But Gary seemed destined to make it somehow, and this year, more than twice the age he was when he made his album, he’s also enjoying one more shot at the career he missed back in the 1970s. After hearing his music, representatives from Motel Records went on a hunt for Gary Wilson, and begged him to reissue You Think You Really Know Me with them. And he did! Gary even consented to playing live dates in order to promote the material, recently doing a gig at the legendary Joe’s Pub in New York City. His moment to shine, it seemed, had finally come.

The Gary Wilson story has all the trappings of a fairy tale, right? The musician with a dream and heart, but no listeners, finally gets his shot at stardom. The record, a jewel destined to be lost in the shuffle, finally gets the exposure it deserves. Fate, I tell you, fate! Justice, the sweet smell of justice! It’s enough to make you go back to church, to believe in a thing called destiny and, dammit, to give yourself wholeheartedly into the goodness of the All-American Dream.

Don’t go calling Oprah or waving the stars and stripes just yet, though, as I’ve omitted a few details. Let’s start first with Gary’s influences, which range from the Rolling Stones to John Cage. Yes, you read those correctly. Next, his sound: synthesizer-steeped, toying with the sensual schmaltz-posturing of a Barry Manilow or Bobby Rydell, over the sounds of water running, glass breaking, machines malfunctioning. Add to this a quick survey of song titles (“Groovy Girls Make Out at the Beach”, “Chromium Bitch”) and lyrics (“What you trying to do, put me on a sick trip or something?”; “Your mind is so imbalanced / I don’t care if they call you a whore / Whoo!”). Did I mention that Gary sent along pictures with his albums — pictures of him covered in magnetic tape, pictures where plastic bags draped his face underneath his sunglasses, pictures where much of his body was splattered with paint? Did I tell you that he often made music while covered in baking flour because, as he says it “reminds me of snow?” Oh, and despite having hardly anyone listen to his album, you likely have heard those influenced by his sound — for instance, Beck, who even cites Gary in one of his songs? ( “Where It’s At” — “passin’ the dutchie / from coast to coast / like my man Gary Wilson / rocks the most”.)

Ahh, Gary Wilson. For the performer who is as much performance artist as he is lounge act, a pat fairy tale simply will not do. His fade into obscurity came largely because no one could understand his music; today, it still sounds light years ahead of its time and maybe not even of this planet. More than that, You Think You Really Know Me is a record you can’t believe someone actually made — its sounds are just plain weird, its subject matter embarrassingly private, and its creator nearly incomprehensible.

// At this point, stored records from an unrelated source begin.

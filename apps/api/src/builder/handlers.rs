use axum::{
    extract::{Path, Query, State},
    http::{header, StatusCode},
    response::{Html, IntoResponse, Response},
    Json,
};
use serde::{Deserialize, Serialize};
use tracing::{debug, info};
use uuid::Uuid;

use crate::builder::session::SessionSnapshot;
use crate::errors::AppError;
use crate::export::{export_to_document, ExportOutcome};
use crate::models::profile::{EntryField, EntryId, PersonalField, Section, SkillKind};
use crate::state::AppState;
use crate::templates::{
    catalog, html::render_html, DocumentType, RenderedDocument, TemplateInfo, TemplateSelection,
};

#[derive(Deserialize)]
pub struct TemplatesQuery {
    #[serde(rename = "type")]
    pub document_type: Option<DocumentType>,
}

#[derive(Deserialize)]
pub struct SelectTemplateRequest {
    pub template_id: String,
}

#[derive(Deserialize)]
pub struct PersonalInfoUpdate {
    pub field: PersonalField,
    pub value: String,
}

#[derive(Deserialize)]
pub struct EntryFieldUpdate {
    #[serde(flatten)]
    pub field: EntryField,
    pub value: String,
}

#[derive(Deserialize)]
pub struct SkillRequest {
    pub kind: SkillKind,
    pub value: String,
}

#[derive(Serialize)]
pub struct EntryCreated {
    pub entry_id: EntryId,
    pub snapshot: SessionSnapshot,
}

#[derive(Serialize)]
pub struct MutationResponse {
    /// `false` when the operation matched nothing and changed nothing.
    pub changed: bool,
    pub snapshot: SessionSnapshot,
}

/// GET /api/v1/templates
pub async fn handle_list_templates(
    Query(params): Query<TemplatesQuery>,
) -> Json<Vec<TemplateInfo>> {
    Json(catalog(params.document_type))
}

/// POST /api/v1/builder/sessions
pub async fn handle_create_session(
    State(state): State<AppState>,
) -> Result<(StatusCode, Json<SessionSnapshot>), AppError> {
    let session = state.sessions.create().await?;
    Ok((StatusCode::CREATED, Json(session.snapshot())))
}

/// GET /api/v1/builder/sessions/:id
pub async fn handle_get_session(
    State(state): State<AppState>,
    Path(id): Path<Uuid>,
) -> Result<Json<SessionSnapshot>, AppError> {
    let snapshot = state.sessions.with_session(id, |s| Ok(s.snapshot())).await?;
    Ok(Json(snapshot))
}

/// DELETE /api/v1/builder/sessions/:id
pub async fn handle_delete_session(
    State(state): State<AppState>,
    Path(id): Path<Uuid>,
) -> Result<StatusCode, AppError> {
    state.sessions.remove(id).await?;
    Ok(StatusCode::NO_CONTENT)
}

/// POST /api/v1/builder/sessions/:id/template
pub async fn handle_select_template(
    State(state): State<AppState>,
    Path(id): Path<Uuid>,
    Json(req): Json<SelectTemplateRequest>,
) -> Result<Json<SessionSnapshot>, AppError> {
    let selection = TemplateSelection::from_id(&req.template_id)
        .ok_or_else(|| AppError::Validation(format!("Unknown template '{}'", req.template_id)))?;
    let snapshot = state
        .sessions
        .with_session(id, |s| {
            s.select_template(selection)?;
            Ok(s.snapshot())
        })
        .await?;
    info!(session_id = %id, template = %selection.id(), "Template selected");
    Ok(Json(snapshot))
}

/// POST /api/v1/builder/sessions/:id/back
pub async fn handle_back_to_templates(
    State(state): State<AppState>,
    Path(id): Path<Uuid>,
) -> Result<Json<SessionSnapshot>, AppError> {
    let snapshot = state
        .sessions
        .with_session(id, |s| {
            s.back_to_templates()?;
            Ok(s.snapshot())
        })
        .await?;
    Ok(Json(snapshot))
}

/// PUT /api/v1/builder/sessions/:id/personal-info
pub async fn handle_update_personal_info(
    State(state): State<AppState>,
    Path(id): Path<Uuid>,
    Json(req): Json<PersonalInfoUpdate>,
) -> Result<Json<SessionSnapshot>, AppError> {
    let snapshot = state
        .sessions
        .with_session(id, |s| {
            s.form()?.update_personal_info(req.field, &req.value);
            Ok(s.snapshot())
        })
        .await?;
    debug!(session_id = %id, field = ?req.field, "Personal info updated");
    Ok(Json(snapshot))
}

/// POST /api/v1/builder/sessions/:id/entries/:section
pub async fn handle_add_entry(
    State(state): State<AppState>,
    Path((id, section)): Path<(Uuid, Section)>,
) -> Result<(StatusCode, Json<EntryCreated>), AppError> {
    let created = state
        .sessions
        .with_session(id, |s| {
            let entry_id = s.form()?.add_entry(section);
            Ok(EntryCreated {
                entry_id,
                snapshot: s.snapshot(),
            })
        })
        .await?;
    debug!(
        session_id = %id,
        section = section.as_str(),
        entry_id = %created.entry_id,
        "Entry added"
    );
    Ok((StatusCode::CREATED, Json(created)))
}

/// PATCH /api/v1/builder/sessions/:id/entries/:section/:entry_id
pub async fn handle_update_entry(
    State(state): State<AppState>,
    Path((id, section, entry_id)): Path<(Uuid, Section, EntryId)>,
    Json(req): Json<EntryFieldUpdate>,
) -> Result<Json<MutationResponse>, AppError> {
    if req.field.section() != section {
        return Err(AppError::Validation(format!(
            "Field belongs to '{}', not '{}'",
            req.field.section().as_str(),
            section.as_str()
        )));
    }
    let response = state
        .sessions
        .with_session(id, |s| {
            let changed = s.form()?.update_entry_field(entry_id, req.field, &req.value);
            Ok(MutationResponse {
                changed,
                snapshot: s.snapshot(),
            })
        })
        .await?;
    Ok(Json(response))
}

/// DELETE /api/v1/builder/sessions/:id/entries/:section/:entry_id
pub async fn handle_remove_entry(
    State(state): State<AppState>,
    Path((id, section, entry_id)): Path<(Uuid, Section, EntryId)>,
) -> Result<Json<MutationResponse>, AppError> {
    let response = state
        .sessions
        .with_session(id, |s| {
            let changed = s.form()?.remove_entry(section, entry_id);
            Ok(MutationResponse {
                changed,
                snapshot: s.snapshot(),
            })
        })
        .await?;
    Ok(Json(response))
}

/// POST /api/v1/builder/sessions/:id/skills
pub async fn handle_add_skill(
    State(state): State<AppState>,
    Path(id): Path<Uuid>,
    Json(req): Json<SkillRequest>,
) -> Result<Json<MutationResponse>, AppError> {
    let response = state
        .sessions
        .with_session(id, |s| {
            let changed = s.form()?.add_skill(req.kind, &req.value);
            Ok(MutationResponse {
                changed,
                snapshot: s.snapshot(),
            })
        })
        .await?;
    Ok(Json(response))
}

/// DELETE /api/v1/builder/sessions/:id/skills
pub async fn handle_remove_skill(
    State(state): State<AppState>,
    Path(id): Path<Uuid>,
    Json(req): Json<SkillRequest>,
) -> Result<Json<MutationResponse>, AppError> {
    let response = state
        .sessions
        .with_session(id, |s| {
            let changed = s.form()?.remove_skill(req.kind, &req.value);
            Ok(MutationResponse {
                changed,
                snapshot: s.snapshot(),
            })
        })
        .await?;
    Ok(Json(response))
}

/// GET /api/v1/builder/sessions/:id/render
pub async fn handle_render(
    State(state): State<AppState>,
    Path(id): Path<Uuid>,
) -> Result<Json<RenderedDocument>, AppError> {
    let doc = state.sessions.with_session(id, |s| Ok(s.display()?)).await?;
    Ok(Json(doc))
}

/// GET /api/v1/builder/sessions/:id/preview.html
pub async fn handle_preview_html(
    State(state): State<AppState>,
    Path(id): Path<Uuid>,
) -> Result<Html<String>, AppError> {
    let doc = state.sessions.with_session(id, |s| Ok(s.display()?)).await?;
    Ok(Html(render_html(&doc)))
}

/// POST /api/v1/builder/sessions/:id/preview
pub async fn handle_request_preview(
    State(state): State<AppState>,
    Path(id): Path<Uuid>,
) -> Result<Json<SessionSnapshot>, AppError> {
    let snapshot = state
        .sessions
        .with_session(id, |s| {
            s.request_preview()?;
            Ok(s.snapshot())
        })
        .await?;
    Ok(Json(snapshot))
}

/// POST /api/v1/builder/sessions/:id/edit
pub async fn handle_edit(
    State(state): State<AppState>,
    Path(id): Path<Uuid>,
) -> Result<Json<SessionSnapshot>, AppError> {
    let snapshot = state
        .sessions
        .with_session(id, |s| {
            s.edit()?;
            Ok(s.snapshot())
        })
        .await?;
    Ok(Json(snapshot))
}

/// POST /api/v1/builder/sessions/:id/export
///
/// PDF encoding runs on the blocking pool; the session stays flagged as
/// exporting until it finishes.
pub async fn handle_export(
    State(state): State<AppState>,
    Path(id): Path<Uuid>,
) -> Result<Response, AppError> {
    let job = state
        .sessions
        .with_session(id, |s| Ok(s.begin_export()?))
        .await?;

    let result =
        tokio::task::spawn_blocking(move || export_to_document(job.region.as_ref(), &job.hint))
            .await;

    // The session may have been deleted meanwhile; nothing left to reset then.
    let _ = state
        .sessions
        .with_session(id, |s| {
            s.finish_export();
            Ok(())
        })
        .await;

    let outcome = result.map_err(|e| anyhow::anyhow!("export task failed: {e}"))??;
    match outcome {
        ExportOutcome::Exported(file) => Ok((
            [
                (header::CONTENT_TYPE, "application/pdf".to_string()),
                (
                    header::CONTENT_DISPOSITION,
                    content_disposition(&file.file_name),
                ),
            ],
            file.bytes,
        )
            .into_response()),
        ExportOutcome::Skipped => Err(AppError::Conflict {
            code: "PREVIEW_NOT_READY",
            message: "The preview has not been displayed yet; nothing was exported".to_string(),
        }),
    }
}

/// `attachment` disposition with an ASCII fallback name and the exact UTF-8 name.
fn content_disposition(file_name: &str) -> String {
    let fallback: String = file_name
        .chars()
        .map(|c| {
            if (c.is_ascii_graphic() && c != '"' && c != '\\') || c == ' ' {
                c
            } else {
                '_'
            }
        })
        .collect();
    let mut encoded = String::with_capacity(file_name.len() * 3);
    for byte in file_name.bytes() {
        if byte.is_ascii_alphanumeric() || b"-._~".contains(&byte) {
            encoded.push(byte as char);
        } else {
            encoded.push_str(&format!("%{byte:02X}"));
        }
    }
    format!("attachment; filename=\"{fallback}\"; filename*=UTF-8''{encoded}")
}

This is a dare: anyone who thinks that they’ve heard it all, that nothing musically can floor them, need only listen to the crown jewel of You Think You Really Know Me, a jazzed-out number entitled “6.4 = Make Out”. It’s the kind of song that a person could only write just before, just after, or maybe during masturbation. Gary’s tense, electrified, sex-starved vocals hang tactilely above soulful synth, which is interrupted in parts by what sounds like thunder claps, in others by gentle, almost angelic tinkling. “How old did you say you were?” Gary asks, as he winds a fantasy of attempting to seduce the object of his desires. “Sixteen”, calls out one of his band mates, to which Gary answers “Did I ever tell you, I’ve got a real crush on Karen?”

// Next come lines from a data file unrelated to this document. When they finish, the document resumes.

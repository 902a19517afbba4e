//! PDF writer for captured regions. Uses the built-in Helvetica faces so the
//! capture metrics match what is drawn.

use printpdf::path::{PaintMode, WindingOrder};
use printpdf::{
    BuiltinFont, Color, IndirectFontRef, Line, Mm, PdfDocument, Point, Polygon, Pt,
    Rgb as PdfRgb,
};

use crate::export::{ExportError, PX_TO_PT};
use crate::layout::font_metrics::{win_ansi_code, FontFace};
use crate::layout::{PaintItem, RenderedRegion};
use crate::templates::document::Rgb;

fn color(rgb: Rgb) -> Color {
    Color::Rgb(PdfRgb::new(
        rgb.0 as f32 / 255.0,
        rgb.1 as f32 / 255.0,
        rgb.2 as f32 / 255.0,
        None,
    ))
}

fn mm(px: f32) -> Mm {
    Mm::from(Pt(px * PX_TO_PT))
}

/// Built-in PDF fonts are WinAnsi encoded; characters without a code are replaced.
fn encodable(text: &str) -> String {
    text.chars()
        .map(|c| if win_ansi_code(c).is_some() { c } else { '?' })
        .collect()
}

pub fn write_pdf(region: &RenderedRegion, title: &str) -> Result<Vec<u8>, ExportError> {
    let (doc, page, layer) = PdfDocument::new(
        title,
        mm(region.width_px),
        mm(region.height_px),
        "Layer 1",
    );
    let regular = doc
        .add_builtin_font(BuiltinFont::Helvetica)
        .map_err(|e| ExportError::Font(format!("{e:?}")))?;
    let bold = doc
        .add_builtin_font(BuiltinFont::HelveticaBold)
        .map_err(|e| ExportError::Font(format!("{e:?}")))?;
    let layer = doc.get_page(page).get_layer(layer);

    // PDF space grows upwards from the bottom-left corner.
    let flip = |y_px: f32| mm(region.height_px - y_px);

    layer.set_fill_color(color(region.background));
    layer.add_polygon(Polygon {
        rings: vec![vec![
            (Point::new(mm(0.0), mm(0.0)), false),
            (Point::new(mm(region.width_px), mm(0.0)), false),
            (Point::new(mm(region.width_px), mm(region.height_px)), false),
            (Point::new(mm(0.0), mm(region.height_px)), false),
        ]],
        mode: PaintMode::Fill,
        winding_order: WindingOrder::NonZero,
    });

    for item in &region.items {
        match item {
            PaintItem::Text {
                x,
                baseline,
                size_px,
                face,
                color: rgb,
                text,
            } => {
                let font: &IndirectFontRef = match face {
                    FontFace::Regular => &regular,
                    FontFace::Bold => &bold,
                };
                layer.set_fill_color(color(*rgb));
                layer.use_text(
                    encodable(text),
                    size_px * PX_TO_PT,
                    mm(*x),
                    flip(*baseline),
                    font,
                );
            }
            PaintItem::Rule {
                x1,
                x2,
                y,
                thickness,
                color: rgb,
            } => {
                layer.set_outline_color(color(*rgb));
                layer.set_outline_thickness(thickness * PX_TO_PT);
                layer.add_line(Line {
                    points: vec![
                        (Point::new(mm(*x1), flip(*y)), false),
                        (Point::new(mm(*x2), flip(*y)), false),
                    ],
                    is_closed: false,
                });
            }
        }
    }

    doc.save_to_bytes()
        .map_err(|e| ExportError::Encode(format!("{e:?}")))
}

The album banks largely on this sort of teenage sexual crisis, most of the songs about making out, girls with red lips, and having crushes — and not just on Karen. “C-I-N-D-Y spells Cindy / And she’s a groovy chick”, Gary sing-speaks. “And when you want to kiss her lips / She’ll tell you it would be real cool with her”. And yes, Cindy and Karen are real people. “Most of them probably don’t even know I sing about them”, Wilson says. “Even with my girlfriend Bernadette, I find it awkward to sing a song for her or to a girl”.

Which may explain why, during his recent live performance in New York City, Gary sang his songs to a mannequin, a naked black-haired thing which he fondled as his vocals quivered with their signature pre-orgasmic warble. Backing him were a gaggle of players, like Robert Palmer’s ladies but men, uniformly dressed and wearing sunglasses. Throughout the show, which was composed of almost the entirety of You Think You Really Know Me, the lights oscillated in screwball colors, video streamed of furry things being beaten against speakers, and a man kept entering the stage with a bag of flour, sprinkling Gary as he sang on his knees or did Hail Marys.

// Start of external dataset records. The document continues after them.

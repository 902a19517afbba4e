use std::time::Duration;

use anyhow::{ensure, Context, Result};

/// Application configuration loaded from environment variables.
/// Startup fails if required variables are missing.
#[derive(Debug, Clone)]
pub struct Config {
    /// Base URL of the remote marketplace API (auth and applications).
    pub api_base_url: String,
    pub port: u16,
    pub rust_log: String,
    /// Per-attachment upload cap in MiB.
    pub max_upload_mb: usize,
    /// Maximum number of live builder sessions.
    pub session_limit: usize,
    /// Idle minutes before a builder session is dropped.
    pub session_ttl_minutes: u64,
}

impl Config {
    pub fn from_env() -> Result<Self> {
        dotenvy::dotenv().ok(); // load .env if present; ignore if missing

        let session_ttl_minutes = std::env::var("SESSION_TTL_MINUTES")
            .unwrap_or_else(|_| "60".to_string())
            .parse::<u64>()
            .context("SESSION_TTL_MINUTES must be a positive integer")?;
        ensure!(session_ttl_minutes > 0, "SESSION_TTL_MINUTES must be at least 1");

        Ok(Config {
            api_base_url: require_env("API_BASE_URL")?
                .trim_end_matches('/')
                .to_string(),
            port: std::env::var("PORT")
                .unwrap_or_else(|_| "8080".to_string())
                .parse::<u16>()
                .context("PORT must be a valid port number")?,
            rust_log: std::env::var("RUST_LOG").unwrap_or_else(|_| "info".to_string()),
            max_upload_mb: std::env::var("MAX_UPLOAD_MB")
                .unwrap_or_else(|_| "30".to_string())
                .parse::<usize>()
                .context("MAX_UPLOAD_MB must be a positive integer")?,
            session_limit: std::env::var("SESSION_LIMIT")
                .unwrap_or_else(|_| "1000".to_string())
                .parse::<usize>()
                .context("SESSION_LIMIT must be a positive integer")?,
            session_ttl_minutes,
        })
    }

    pub fn max_upload_bytes(&self) -> usize {
        self.max_upload_mb * 1024 * 1024
    }

    pub fn session_ttl(&self) -> Duration {
        Duration::from_secs(self.session_ttl_minutes * 60)
    }
}

fn require_env(key: &str) -> Result<String> {
    std::env::var(key).with_context(|| format!("Required environment variable '{key}' is not set"))
}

Gary had aged — receding hairline, graying ponytail — but the material sounded as fresh and modern as it does on the record, and 25 years did nothing to temper Gary’s proclivity for peculiarity and pathos. Opening the night with “I Wanna Lose Control” — two minutes of up-tempo sleaze — Gary’s singing sounded even more desperate than it does on record. “I wanna lose control for about 15 minutes”, Gary crooned, donning light jeans, a black blazer and no shirt that were leagues away from the svelte, skinny tie look he sported in the 1970s. “And then I’ll feel real cool for the rest of the night”. He had reason to feel real cool — the artist had sold out two back-to-back shows, which drew hoards of indie hipsters as well as members of his long-time cult of fans.

The album’s title track, “You Think You Really Know Me”, is possibly the key to cracking the mystery of Wilson. On the album, it’s a short cacophony of noise — rhythmless drums and cymbal hits, beeping and keyboards, found noises that whir, crash, and buzz while Gary speaks robotically, repeatedly “you think you really know me?” Gary performed this on the ground, like the song was his death or birth, as his backing musicians reveled in going apeshit on guitars, beating the drums when they felt so moved, and filling the venue with feedback. There may be a thousand Gary Wilsons in the world, but don’t think you really know this one. Gary Wilson is like no one else.

Though somewhere deep inside all of us, there’s a little bit of this particular Gary Wilson. It’s the person who still lusts after that high school sweetheart or penned tormented love songs for an unrequited crush. It’s the part that howled, like an injured animal, at the devastating bruises caused by teenage rejection, or worse. And it’s the untamed soul we bury deep, fearful of being misunderstood and equally fearful of being taken seriously. Gary Wilson has made sure that these parts don’t starve in the pit of our souls or waste away in our diaries. He’s projected them, not once but twice, into the world; and for heaven or hell’s sake, we owe it to ourselves to listen. Once we do, as Gary puts it, “we’ll see what happens”.